Les Super Eagles nigérians tentent de retrouver leurs marques à quelques semaines de la Coupe du monde. Corruption, boycott, désorganisation, l’équipe nigériane est dans la tourmente, le doute. Le match amical contre le Kenya, samedi 4 mai, donnera un aperçu du vrai visage des Aigles.


Rien ne va plus chez les Super Eagles. Dernier scandale en date : Abegboye Onigbinde, le sélectionneur du Nigeria, a reconnu avoir reçu des propositions de pot de vin pour sélectionner certains joueurs dans le Onze national. On lui aurait offert 2 000 dollars par joueur, propositions qu’il s’était empressé de refuser.

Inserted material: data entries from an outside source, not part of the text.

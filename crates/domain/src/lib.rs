//! Domain model for dynamic form and field definitions.

#![forbid(unsafe_code)]

mod condition;
mod definition;
mod field;
mod form;
mod widget;

pub use condition::{ConditionOperator, ExpectedValues, VisibilityCondition};
pub use definition::{
    ExternalMapping, FieldDefinition, FieldDefinitionInput, FieldOption, ValidationRules,
};
pub use field::{FieldControl, FieldKind};
pub use form::{DEFAULT_FORM_PRIORITY, FormDefinition, purpose_token_from_name};
pub use widget::{ChoiceOption, RenderedWidget, WidgetControl, WidgetDescription};
use serde::Serialize;
use ts_rs::TS;

/// Health response payload.
#[derive(Debug, Serialize, TS)]
#[ts(
    export,
    export_to = "../../../../packages/api-types/src/generated/health-response.ts"
)]
pub struct HealthResponse {
    pub status: &'static str,
}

Et comme un malheur n’arrive jamais seul, l’infirmerie n’arrête pas d’enregistrer de nouveaux arrivants. Ade Akinbiyi, sociétaire de Crystal Palace (D1 Angleterre), a dû déclarer forfait pour la rencontre du samedi prochain contre le Kenya, après son opération du genou. Il est peu probable qu’il participe à la Coupe du monde. Le Nigeria dispose d’un potentiel impressionnant : Sunday Oliseh (Dortmund, Allemagne), Célestine Babayaro (Chelsea, Ang), Finidi George (Ipswich, Ang), Nwankwo Kanu (Arsenal, Angleterre) et le milieu de terrain tonitruant Augustine  » Jay Jay  » Okocha (PSG, France).

Constellation de stars

Si sur le plan individuel les Nigérians font des merveilles, ils perdent très vite leur talent une fois réunis. Vieillissants,  » intéressés « , la presse locale n’est pas tendre envers ses idoles d’hier. Leur élimination en demi-finales de la CAN par les Lions sénégalais a été très mal vécue à Lagos. Ils sont accusés de ne pas mouiller leur maillot et de privilégier leur carrière personnelle.  » La sélection est mal préparée au Mondial, nous n’avons pas eu assez de temps mais nous devons faire au mieux. A ce niveau, c’est assez frustrant « , reconnaît Nwankwo Kanu. Et l’équipe compte sur le nouveau capitaine, Jay Jay Okocha, pour y ramener un peu de discipline et surtout pour retrouver une joie de jouer.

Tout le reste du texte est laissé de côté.